Connect-in HTTP control for agents (Hermes, Claude MCP clients, scripts).
An agent drives the iPhone by talking to the already-running daemon over
HTTP — it does not spawn its own input process. This is a hard requirement on macOS:
under the responsible-process rule a spawned child's synthetic events (CGEvent) are
untrusted and silently dropped, whereas the daemon runs as a launchd LaunchAgent with Screen
Recording + Accessibility granted. So the agent connects in and the daemon
injects through the same validated path as the human WebRTC client.

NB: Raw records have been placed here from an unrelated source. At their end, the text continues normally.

//! Field forces and hazard contact
//!
//! Every moving body goes through `apply_field_forces` once per tick.
//! Anomalies and corridors add up in a single pass; there is no ordering
//! between them.

use glam::Vec2;

use super::arena::{ArenaLayout, Field, GravityAnomaly, GravityCorridor};

/// Fraction of velocity a nebula removes per second
pub const NEBULA_DAMPING: f32 = 0.35;
/// Attract/repel fields reach this many radii out
pub const FIELD_REACH: f32 = 3.0;
/// Distance exponent for attract/repel falloff
pub const FIELD_FALLOFF: f32 = 1.2;
/// Half-width of a pulse ring's damaging band (before body radius)
pub const PULSE_BAND: f32 = 10.0;

/// Velocity change from a single anomaly
fn anomaly_effect(anomaly: &GravityAnomaly, pos: Vec2, vel: Vec2, mass: f32, dt: f32) -> Vec2 {
    let delta = anomaly.pos - pos;
    // Floor avoids the singularity at the center
    let dist = delta.length().max(1.0);
    match anomaly.field {
        Field::Drag { .. } => {
            if dist < anomaly.radius {
                vel * (1.0 - NEBULA_DAMPING * dt)
            } else {
                vel
            }
        }
        Field::Attract { strength } | Field::Repel { strength } => {
            if dist < anomaly.radius * FIELD_REACH && mass > 0.0 {
                let force = strength / dist.powf(FIELD_FALLOFF) * dt / mass;
                vel + delta / dist * force
            } else {
                vel
            }
        }
    }
}

fn corridor_effect(corridor: &GravityCorridor, pos: Vec2, mass: f32, dt: f32) -> Vec2 {
    if corridor.contains(pos) && mass > 0.0 {
        crate::heading(corridor.direction) * corridor.strength * dt / mass
    } else {
        Vec2::ZERO
    }
}

impl ArenaLayout {
    /// Apply every anomaly and corridor to a body's velocity
    pub fn apply_field_forces(&self, pos: Vec2, vel: Vec2, mass: f32, dt: f32) -> Vec2 {
        let mut vel = vel;
        for anomaly in &self.anomalies {
            vel = anomaly_effect(anomaly, pos, vel, mass, dt);
        }
        for corridor in &self.gravity_corridors {
            vel += corridor_effect(corridor, pos, mass, dt);
        }
        vel
    }

    /// True if a disc touches an active lightning node or a pulse ring band
    pub fn check_hazard_contact(&self, pos: Vec2, radius: f32) -> bool {
        let lightning = self
            .lightning_nodes
            .iter()
            .any(|n| n.active && pos.distance(n.pos) < n.radius + radius);
        if lightning {
            return true;
        }
        self.pulse_rings
            .iter()
            .any(|r| (pos.distance(r.center) - r.radius).abs() < PULSE_BAND + radius)
    }
}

Every /agent/* endpoint requires a bearer token. Two modes:
| Mode | When | Token to use |
|---|---|---|
| Dedicated token | PHONE_REMOTE_AGENT_TOKEN is set on the daemon |
That token — the password is no longer accepted as a bearer |
| Password fallback (legacy) | PHONE_REMOTE_AGENT_TOKEN is unset |
PHONE_REMOTE_PASSWORD |
Authorization: Bearer <PHONE_REMOTE_AGENT_TOKEN or PHONE_REMOTE_PASSWORD>
When the daemon runs with no password and no agent token (open LAN-dev mode) the agent API is open too — the same policy as the browser cookie gate. The bearer is compared in length-checked constant time.
| Method | Path | Purpose |
|---|---|---|
| GET | /agent/status | Auth / health probe. |
| POST | /agent/input | Inject one control message. |
| GET | /agent/screenshot | Current phone screen as PNG. |
| GET | /agent/elements | The UI as a flattened element list (L2 / WDA). |
| GET / POST | /agent/inbox | Structured results POSTed back by the phone (Shortcuts bridge); GET drains, ?peek=1 keeps. |
| POST | /agent/mode | Switch between mirror (live video) and agent (WDA element layer) — they are mutually exclusive. |
Returns 200 with JSON when the bearer is valid.

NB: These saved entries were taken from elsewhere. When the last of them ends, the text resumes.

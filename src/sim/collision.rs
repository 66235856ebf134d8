//! Contact detection and response for circles, screen bounds and goals
//!
//! Everything in the arena is treated as a disc: cars use half their long
//! side, asteroids and the ball their radius. Walls are the screen rectangle
//! inset by a per-body pad.

use glam::Vec2;
use serde::{Deserialize, Serialize};

use crate::consts::{SCREEN_H, SCREEN_W};

/// Centers closer than this have no usable contact normal
pub const MIN_CONTACT_DISTANCE: f32 = 0.1;

/// Result of an overlap check between two discs
#[derive(Debug, Clone, Copy, PartialEq)]
pub struct Contact {
    /// Unit normal pointing from the other body toward this one
    pub normal: Vec2,
}

/// Check whether disc `a` overlaps disc `b`
///
/// Returns `None` when apart, or when the centers coincide (no normal can be
/// derived, so no impulse is applied).
pub fn circle_contact(a: Vec2, b: Vec2, min_dist: f32) -> Option<Contact> {
    let delta = a - b;
    let distance = delta.length();
    if distance < min_dist && distance > MIN_CONTACT_DISTANCE {
        Some(Contact {
            normal: delta / distance,
        })
    } else {
        None
    }
}

/// Keep a body inside `[pad, dim - pad]` on both axes
///
/// A body past an edge is placed on it and its velocity is pointed back
/// inward with magnitude scaled by `restitution`.
pub fn clamp_to_bounds(pos: &mut Vec2, vel: &mut Vec2, pad: f32, restitution: f32) {
    if pos.x < pad {
        pos.x = pad;
        vel.x = vel.x.abs() * restitution;
    }
    if pos.x > SCREEN_W - pad {
        pos.x = SCREEN_W - pad;
        vel.x = -vel.x.abs() * restitution;
    }
    if pos.y < pad {
        pos.y = pad;
        vel.y = vel.y.abs() * restitution;
    }
    if pos.y > SCREEN_H - pad {
        pos.y = SCREEN_H - pad;
        vel.y = -vel.y.abs() * restitution;
    }
}

/// Axis-aligned rectangle (top-left origin)
#[derive(Debug, Clone, Copy, PartialEq, Serialize, Deserialize)]
pub struct Rect {
    pub min: Vec2,
    pub size: Vec2,
}

impl Rect {
    pub fn new(x: f32, y: f32, w: f32, h: f32) -> Self {
        Self {
            min: Vec2::new(x, y),
            size: Vec2::new(w, h),
        }
    }

    pub fn max(&self) -> Vec2 {
        self.min + self.size
    }

    /// Inclusive on every edge
    pub fn contains(&self, p: Vec2) -> bool {
        let max = self.max();
        p.x >= self.min.x && p.x <= max.x && p.y >= self.min.y && p.y <= max.y
    }
}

{ "ok": true, "phone_target": true, "wda": false,
"drivable": false, "mirror_state": "in_use",
"hint": "iPhone in use — LOCK the phone to reconnect; the on-screen Connect button will not reconnect while it is in use",
"mode": "mirror", "viewer_count": 0,
"version": "0.2.0", "latest": "v0.2.0", "update_available": false }
phone_target is true when the iPhone Mirroring window is currently
visible on-screen (a cheap ScreenCaptureKit probe at request time).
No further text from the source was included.